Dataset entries
=== Begin Enclosure ===

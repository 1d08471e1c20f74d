use super::order::{Order, OrderId, SettlementReport};
use crate::error::Result;
use async_trait::async_trait;
use rust_decimal::Decimal;
use std::time::Duration;

/// Durable, TTL-scoped storage for order records.
///
/// Every write replaces the whole record; there are no partial-field
/// updates and no compare-and-swap. Idempotency of terminal transitions is
/// the engine's responsibility.
#[async_trait]
pub trait OrderStore: Send + Sync {
    /// Persists or overwrites a record with an expiry.
    async fn put(&self, order_id: &OrderId, order: Order, ttl: Duration) -> Result<()>;

    /// Fetches a record. Absence after expiry is indistinguishable from
    /// "never existed".
    async fn get(&self, order_id: &OrderId) -> Result<Option<Order>>;
}

/// Remote authority reporting whether funds were received for an order.
///
/// A single synchronous round-trip with no retry at this layer; retry
/// cadence belongs to the caller.
#[async_trait]
pub trait SettlementOracle: Send + Sync {
    async fn query(&self, order_id: &OrderId) -> Result<SettlementReport>;
}

/// A settlement outcome to be delivered to the merchant's callback URL.
#[derive(Debug, Clone)]
pub struct SettlementEvent {
    pub order_id: OrderId,
    pub callback_url: String,
    pub amount_paid: Decimal,
}

/// Fire-and-forget merchant notification.
///
/// Implementations must not block the caller and must contain delivery
/// failures entirely; an unreachable merchant endpoint never fails the
/// paying user's verification response.
pub trait SettlementNotifier: Send + Sync {
    fn notify(&self, event: SettlementEvent);
}

pub type OrderStoreBox = Box<dyn OrderStore>;
pub type SettlementOracleBox = Box<dyn SettlementOracle>;
pub type SettlementNotifierBox = Box<dyn SettlementNotifier>;
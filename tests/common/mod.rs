use async_trait::async_trait;
use axum::extract::State;
use axum::http::StatusCode;
use axum::routing::post;
use axum::{Json, Router};
use std::collections::VecDeque;
use std::sync::atomic::{AtomicUsize, Ordering};
use std::sync::{Arc, Mutex};
use tokio::sync::mpsc;
use upi_gateway::application::engine::VerificationEngine;
use upi_gateway::config::GatewayConfig;
use upi_gateway::domain::order::{OrderId, SettlementReport};
use upi_gateway::domain::ports::SettlementOracle;
use upi_gateway::error::Result as GatewayResult;
use upi_gateway::infrastructure::in_memory::InMemoryOrderStore;
use upi_gateway::infrastructure::webhook::WebhookDispatcher;
use upi_gateway::interfaces::http::routes;

/// Oracle fake that replays a script of settlement reports and counts how
/// often it is queried. An exhausted script keeps answering "not settled".
pub struct ScriptedOracle {
    reports: Mutex<VecDeque<GatewayResult<SettlementReport>>>,
    calls: Arc<AtomicUsize>,
}

impl ScriptedOracle {
    pub fn new(reports: Vec<GatewayResult<SettlementReport>>) -> (Self, Arc<AtomicUsize>) {
        let calls = Arc::new(AtomicUsize::new(0));
        (
            Self {
                reports: Mutex::new(reports.into()),
                calls: calls.clone(),
            },
            calls,
        )
    }
}

#[async_trait]
impl SettlementOracle for ScriptedOracle {
    async fn query(&self, _order_id: &OrderId) -> GatewayResult<SettlementReport> {
        self.calls.fetch_add(1, Ordering::SeqCst);
        self.reports
            .lock()
            .unwrap()
            .pop_front()
            .unwrap_or(Ok(SettlementReport::NotSettled))
    }
}

/// A gateway instance listening on an ephemeral local port.
pub struct TestGateway {
    pub base_url: String,
    pub oracle_calls: Arc<AtomicUsize>,
    pub client: reqwest::Client,
}

impl TestGateway {
    pub fn url(&self, path: &str) -> String {
        format!("{}{}", self.base_url, path)
    }
}

/// Spawns a full gateway (in-memory store, scripted oracle, real webhook
/// dispatcher, axum API) and returns a handle for driving it over HTTP.
pub async fn spawn_gateway(
    config: GatewayConfig,
    reports: Vec<GatewayResult<SettlementReport>>,
) -> TestGateway {
    let store = InMemoryOrderStore::new();
    let (oracle, oracle_calls) = ScriptedOracle::new(reports);
    let (dispatcher, _worker) =
        WebhookDispatcher::start(&config).expect("webhook dispatcher must start");

    let engine = Arc::new(VerificationEngine::new(
        Box::new(store),
        Box::new(oracle),
        Box::new(dispatcher),
        &config,
    ));
    let app = routes::router(engine, config);

    let listener = tokio::net::TcpListener::bind("127.0.0.1:0")
        .await
        .expect("bind test listener");
    let addr = listener.local_addr().expect("listener address");
    tokio::spawn(async move {
        axum::serve(listener, app).await.expect("serve test gateway");
    });

    TestGateway {
        base_url: format!("http://{addr}"),
        oracle_calls,
        client: reqwest::Client::new(),
    }
}

/// Spawns a stub merchant backend that records every webhook it receives.
/// Returns the callback URL and the stream of received payloads.
pub async fn spawn_merchant_stub() -> (String, mpsc::UnboundedReceiver<serde_json::Value>) {
    let (tx, rx) = mpsc::unbounded_channel();

    let app = Router::new()
        .route("/seller/webhook", post(receive_webhook))
        .with_state(tx);

    let listener = tokio::net::TcpListener::bind("127.0.0.1:0")
        .await
        .expect("bind merchant stub");
    let addr = listener.local_addr().expect("stub address");
    tokio::spawn(async move {
        axum::serve(listener, app).await.expect("serve merchant stub");
    });

    (format!("http://{addr}/seller/webhook"), rx)
}

async fn receive_webhook(
    State(tx): State<mpsc::UnboundedSender<serde_json::Value>>,
    Json(body): Json<serde_json::Value>,
) -> StatusCode {
    let _ = tx.send(body);
    StatusCode::OK
}
use crate::config::GatewayConfig;
use crate::domain::ports::{SettlementEvent, SettlementNotifier};
use crate::error::{GatewayError, Result};
use rust_decimal::Decimal;
use serde::Serialize;
use tokio::sync::mpsc;
use tokio::sync::mpsc::error::TrySendError;
use tokio::task::JoinHandle;

/// Wire payload POSTed to the merchant's callback endpoint.
#[derive(Serialize)]
struct WebhookPayload<'a> {
    order_id: &'a str,
    status: &'static str,
    amount_paid: Decimal,
}

/// Delivers settlement notifications to merchant callback URLs.
///
/// Events are handed to a bounded queue drained by a single worker task,
/// so enqueueing never blocks the verification response. Delivery is
/// at-most-one attempt per event: a non-2xx response, a timeout, or a full
/// queue is logged and the event is dropped. Merchants reconcile missed
/// notifications through their own polling.
pub struct WebhookDispatcher {
    tx: mpsc::Sender<SettlementEvent>,
}

impl WebhookDispatcher {
    /// Starts the dispatcher and its worker task.
    ///
    /// The worker drains the queue until every `WebhookDispatcher` handle
    /// is dropped, then exits; await the returned handle for a clean
    /// shutdown.
    pub fn start(config: &GatewayConfig) -> Result<(Self, JoinHandle<()>)> {
        let client = reqwest::Client::builder()
            .timeout(config.webhook_timeout)
            .build()
            .map_err(|e| GatewayError::Store(format!("build webhook http client: {e}")))?;

        let (tx, rx) = mpsc::channel(config.webhook_queue_depth);
        let worker = tokio::spawn(run_worker(client, rx));

        Ok((Self { tx }, worker))
    }
}

impl SettlementNotifier for WebhookDispatcher {
    fn notify(&self, event: SettlementEvent) {
        match self.tx.try_send(event) {
            Ok(()) => {}
            Err(TrySendError::Full(event)) => {
                tracing::warn!(order_id = %event.order_id, "webhook queue full, event dropped");
            }
            Err(TrySendError::Closed(event)) => {
                tracing::warn!(order_id = %event.order_id, "webhook worker stopped, event dropped");
            }
        }
    }
}

async fn run_worker(client: reqwest::Client, mut rx: mpsc::Receiver<SettlementEvent>) {
    tracing::info!("webhook dispatcher started");
    while let Some(event) = rx.recv().await {
        deliver(&client, &event).await;
    }
    tracing::info!("webhook dispatcher stopped");
}

async fn deliver(client: &reqwest::Client, event: &SettlementEvent) {
    let payload = WebhookPayload {
        order_id: event.order_id.as_str(),
        status: "SUCCESS",
        amount_paid: event.amount_paid,
    };

    match client.post(&event.callback_url).json(&payload).send().await {
        Ok(response) if response.status().is_success() => {
            tracing::info!(
                order_id = %event.order_id,
                callback_url = %event.callback_url,
                "webhook delivered"
            );
        }
        Ok(response) => {
            tracing::warn!(
                order_id = %event.order_id,
                status = response.status().as_u16(),
                "webhook rejected by merchant endpoint"
            );
        }
        Err(err) => {
            tracing::warn!(order_id = %event.order_id, error = %err, "webhook delivery failed");
        }
    }
}

#[cfg(test)]
mod tests {
    use super::*;
    use crate::domain::order::OrderId;
    use rust_decimal_macros::dec;

    fn event() -> SettlementEvent {
        SettlementEvent {
            order_id: OrderId::generate(),
            callback_url: "http://127.0.0.1:9/webhook".to_string(),
            amount_paid: dec!(2.00),
        }
    }

    #[test]
    fn test_payload_shape() {
        let event = event();
        let payload = WebhookPayload {
            order_id: event.order_id.as_str(),
            status: "SUCCESS",
            amount_paid: event.amount_paid,
        };
        let json = serde_json::to_value(&payload).unwrap();
        assert_eq!(json["order_id"], event.order_id.as_str());
        assert_eq!(json["status"], "SUCCESS");
        assert_eq!(json["amount_paid"], "2.00");
    }

    #[tokio::test]
    async fn test_notify_never_blocks_when_queue_is_full() {
        // Depth-1 queue with no worker draining it.
        let (tx, _rx) = mpsc::channel(1);
        let dispatcher = WebhookDispatcher { tx };

        dispatcher.notify(event());
        dispatcher.notify(event());
        dispatcher.notify(event());
    }

    #[tokio::test]
    async fn test_notify_after_worker_stopped() {
        let (tx, rx) = mpsc::channel(1);
        drop(rx);
        let dispatcher = WebhookDispatcher { tx };

        dispatcher.notify(event());
    }

    #[tokio::test]
    async fn test_worker_exits_when_handles_drop() {
        let (dispatcher, worker) =
            WebhookDispatcher::start(&GatewayConfig::default()).unwrap();
        drop(dispatcher);
        worker.await.unwrap();
    }
}
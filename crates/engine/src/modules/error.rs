//! Module loading errors.

use aethelon_domain::DomainError;
use thiserror::Error;

#[derive(Debug, Error)]
pub enum ModuleError {
    #[error("Module '{module}' could not be constructed: {reason}")]
    ConstructionFailed { module: String, reason: String },

    #[error("Module '{module}' failed to initialize: {reason}")]
    InitializationFailed { module: String, reason: String },

    #[error("Module '{module}' failed to shut down: {reason}")]
    ShutdownFailed { module: String, reason: String },

    /// The plain lifecycle was invoked on a dependency-injected module
    #[error("Module '{module}' does not support plain {operation}(); it must be driven through the dependency-injected lifecycle")]
    UnsupportedOperation {
        module: String,
        operation: &'static str,
    },

    #[error("Module '{module}' is missing required services: {}", missing.join(", "))]
    MissingServices { module: String, missing: Vec<String> },

    #[error("Module '{module}' does not support hot reload")]
    HotReloadUnsupported { module: String },

    #[error("Module '{0}' is not loaded")]
    NotLoaded(String),

    #[error("Unknown module '{0}'")]
    Unknown(String),

    #[error("Module '{0}' is already registered")]
    Duplicate(String),

    #[error(transparent)]
    Domain(#[from] DomainError),
}

impl ModuleError {
    pub(crate) fn initialization(module: &str, err: anyhow::Error) -> Self {
        Self::InitializationFailed {
            module: module.to_string(),
            reason: format!("{:#}", err),
        }
    }

    pub(crate) fn shutdown(module: &str, err: anyhow::Error) -> Self {
        Self::ShutdownFailed {
            module: module.to_string(),
            reason: format!("{:#}", err),
        }
    }
}
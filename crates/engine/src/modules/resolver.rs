//! Fixed-point dependency resolution.
//!
//! Each pass collects every remaining module whose dependencies have all been
//! processed. A pass that collects nothing while modules remain means the
//! rest can never load: a cycle, or a dependency that is not a candidate.

use std::collections::HashSet;

use aethelon_domain::ModuleDescriptor;

/// A module that could not be ordered.
#[derive(Debug, Clone, PartialEq, Eq)]
pub struct StuckModule {
    pub id: String,
    /// Everything the module declared
    pub dependencies: Vec<String>,
    /// The declared dependencies that were never processed
    pub unresolved: Vec<String>,
}

#[derive(Debug, Clone, Default, PartialEq, Eq)]
pub struct Resolution {
    /// Module ids per pass, each pass ordered by load priority then id
    pub batches: Vec<Vec<String>>,
    pub stuck: Vec<StuckModule>,
}

impl Resolution {
    /// Flattened load order.
    pub fn order(&self) -> Vec<&str> {
        self.batches
            .iter()
            .flat_map(|batch| batch.iter().map(String::as_str))
            .collect()
    }

    pub fn is_complete(&self) -> bool {
        self.stuck.is_empty()
    }
}

/// Order `candidates` so that every module follows its dependencies.
///
/// Dependencies name logical modules, so a legacy variant satisfies a
/// dependency on its logical name.
pub fn resolve(candidates: &[ModuleDescriptor]) -> Resolution {
    let mut remaining: Vec<&ModuleDescriptor> = candidates.iter().collect();
    let mut processed: HashSet<String> = HashSet::new();
    let mut resolution = Resolution::default();

    while !remaining.is_empty() {
        let (mut ready, blocked): (Vec<&ModuleDescriptor>, Vec<&ModuleDescriptor>) = remaining
            .into_iter()
            .partition(|desc| desc.dependencies.iter().all(|dep| processed.contains(dep)));

        if ready.is_empty() {
            resolution.stuck = blocked
                .into_iter()
                .map(|desc| StuckModule {
                    id: desc.id(),
                    dependencies: desc.dependencies.clone(),
                    unresolved: desc
                        .dependencies
                        .iter()
                        .filter(|dep| !processed.contains(*dep))
                        .cloned()
                        .collect(),
                })
                .collect();
            resolution.stuck.sort_by(|a, b| a.id.cmp(&b.id));
            break;
        }

        ready.sort_by(|a, b| {
            a.load_priority
                .cmp(&b.load_priority)
                .then_with(|| a.id().cmp(&b.id()))
        });
        for desc in &ready {
            processed.insert(desc.logical_name());
        }
        resolution
            .batches
            .push(ready.iter().map(|desc| desc.id()).collect());
        remaining = blocked;
    }

    resolution
}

=== End Enclosure ===

▶ _Activity_:
Find each line of the data above that holds the word "reports", then copy it.

▶ _Answer section_:
/// Oracle fake that replays a script of settlement reports and counts how
    reports: Mutex<VecDeque<GatewayResult<SettlementReport>>>,
    pub fn new(reports: Vec<GatewayResult<SettlementReport>>) -> (Self, Arc<AtomicUsize>) {
                reports: Mutex::new(reports.into()),
        self.reports
    reports: Vec<GatewayResult<SettlementReport>>,
    let (oracle, oracle_calls) = ScriptedOracle::new(reports);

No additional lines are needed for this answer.